Celeb Tweets help Researchers and Jocks Return to School

By  Sarah Halls

Fri Apr 23 2010

A technique used to gauge emotion in celebrity Tweets could be applied to reveal public health issues, according to researchers from Edinburgh University Business School, Scotland.

A computerised processor was used to examine the word patterns of 13 celebrities including Shaquille O’ Neal, a star basketball player; Russell Brand, a shaggy-haired comic and Snoop Dogg, the rapper. The researchers then analyzed the tweets on the micro-blogging site to “pinpoint the underlying emotions and determine their relative happiness.”

According to the study, O’Neal was the happiest Tweeter while Snoop Dogg was the least happiest Tweeter.

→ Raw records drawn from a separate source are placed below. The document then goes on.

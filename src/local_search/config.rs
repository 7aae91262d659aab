//! Local search configuration.

use crate::candidates::DEFAULT_CANDIDATE_COUNT;

#[cfg(feature = "serde")]
use serde::{Deserialize, Serialize};

/// How an improving move is picked each iteration.
#[derive(Debug, Clone, Copy, PartialEq, Eq, Default)]
#[cfg_attr(feature = "serde", derive(Serialize, Deserialize))]
pub enum Discipline {
    /// Scan the whole neighbourhood and apply the best move.
    #[default]
    Steepest,
    /// Scan in random order and apply the first improving move.
    Greedy,
}

/// Which moves are examined and how they are found.
#[derive(Debug, Clone, Copy, PartialEq, Eq, Default)]
#[cfg_attr(feature = "serde", derive(Serialize, Deserialize))]
pub enum NeighborhoodKind {
    /// Every 2-opt pair and every exchange.
    Full,
    /// Only moves introducing a candidate edge.
    #[default]
    Candidates,
    /// The full neighbourhood served from the move cache.
    CachedFull,
    /// The candidate neighbourhood served from the move cache.
    CachedCandidates,
}

impl NeighborhoodKind {
    pub fn uses_candidates(self) -> bool {
        matches!(self, Self::Candidates | Self::CachedCandidates)
    }

    pub fn uses_cache(self) -> bool {
        matches!(self, Self::CachedFull | Self::CachedCandidates)
    }
}

/// The move family that reorders the tour.
#[derive(Debug, Clone, Copy, PartialEq, Eq, Default)]
#[cfg_attr(feature = "serde", derive(Serialize, Deserialize))]
pub enum IntraMove {
    /// Segment reversal.
    #[default]
    TwoOpt,
    /// Exchange of two tour positions.
    Swap,
}

/// Configuration of the local search engine.
///
/// # Examples
///
/// ```
/// use u_selective_tsp::local_search::{Discipline, LocalSearchConfig, NeighborhoodKind};
///
/// let config = LocalSearchConfig::default()
///     .with_neighborhood(NeighborhoodKind::CachedCandidates)
///     .with_candidate_count(8);
/// assert_eq!(config.discipline, Discipline::Steepest);
/// assert!(config.validate().is_ok());
/// ```
#[derive(Debug, Clone)]
#[cfg_attr(feature = "serde", derive(Serialize, Deserialize))]
pub struct LocalSearchConfig {
    pub discipline: Discipline,
    pub neighborhood: NeighborhoodKind,
    pub intra_move: IntraMove,
    /// Neighbours kept per node when the neighbourhood is candidate-based.
    pub candidate_count: usize,
    /// Probability that a greedy iteration tries exchanges before
    /// intra-route moves.
    pub inter_first_probability: f64,
}

impl Default for LocalSearchConfig {
    fn default() -> Self {
        Self {
            discipline: Discipline::Steepest,
            neighborhood: NeighborhoodKind::Candidates,
            intra_move: IntraMove::TwoOpt,
            candidate_count: DEFAULT_CANDIDATE_COUNT,
            inter_first_probability: 0.5,
        }
    }
}

impl LocalSearchConfig {
    pub fn with_discipline(mut self, discipline: Discipline) -> Self {
        self.discipline = discipline;
        self
    }

    pub fn with_neighborhood(mut self, neighborhood: NeighborhoodKind) -> Self {
        self.neighborhood = neighborhood;
        self
    }

    pub fn with_intra_move(mut self, intra_move: IntraMove) -> Self {
        self.intra_move = intra_move;
        self
    }

    pub fn with_candidate_count(mut self, count: usize) -> Self {
        self.candidate_count = count;
        self
    }

    pub fn with_inter_first_probability(mut self, p: f64) -> Self {
        self.inter_first_probability = p;
        self
    }

    /// Validates the configuration.
    pub fn validate(&self) -> Result<(), String> {
        if self.neighborhood.uses_candidates() && self.candidate_count == 0 {
            return Err("candidate_count must be positive".into());
        }
        if !(0.0..=1.0).contains(&self.inter_first_probability) {
            return Err(format!(
                "inter_first_probability must be in [0, 1], got {}",
                self.inter_first_probability
            ));
        }
        if self.discipline == Discipline::Greedy && self.neighborhood.uses_cache() {
            return Err("the move cache only supports the steepest discipline".into());
        }
        if self.intra_move == IntraMove::Swap && self.neighborhood != NeighborhoodKind::Full {
            return Err("swap moves are only available with the full neighborhood".into());
        }
        Ok(())
    }
}

#[cfg(test)]
mod tests {
    use super::*;

    #[test]
    fn test_default_is_valid() {
        assert!(LocalSearchConfig::default().validate().is_ok());
    }

    #[test]
    fn test_rejects_greedy_with_cache() {
        let config = LocalSearchConfig::default()
            .with_discipline(Discipline::Greedy)
            .with_neighborhood(NeighborhoodKind::CachedFull);
        assert!(config.validate().is_err());
    }

    #[test]
    fn test_rejects_swap_outside_full() {
        let config = LocalSearchConfig::default().with_intra_move(IntraMove::Swap);
        assert!(config.validate().is_err());
        assert!(config
            .with_neighborhood(NeighborhoodKind::Full)
            .validate()
            .is_ok());
    }

    #[test]
    fn test_rejects_bad_probability_and_zero_candidates() {
        assert!(LocalSearchConfig::default()
            .with_inter_first_probability(1.5)
            .validate()
            .is_err());
        assert!(LocalSearchConfig::default()
            .with_candidate_count(0)
            .validate()
            .is_err());
        assert!(LocalSearchConfig::default()
            .with_candidate_count(0)
            .with_neighborhood(NeighborhoodKind::Full)
            .validate()
            .is_ok());
    }
}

The glamorous lives of celebrities are a far cry from the everyday routine of Scots, but analysts intend to use the technology to explain the links between emotion and serious social issues such as obesity and alcoholism on online networking sites.

Back to school for star football players

If you follow American movies, you’ll know that Jocks are favoured for their brawn and not their brains. However, NFL players are getting the chance to flex their grey matter.

Professors at Harvard Business School (HBS), the NFL and NFL Players Association have teamed up to offer a tailor-made Executive Education program.

Now in its sixth year, more than 35 NFL players from various teams have signed up to the one week course which explores, “unique business opportunities and challenges faced by current and retired NFL players,” says the university. The players will analyze case studies, learn about business operations, negotiation, business plan analysis and attend workshops with the intention of maximizing their entrepreneurial opportunities and business management skills.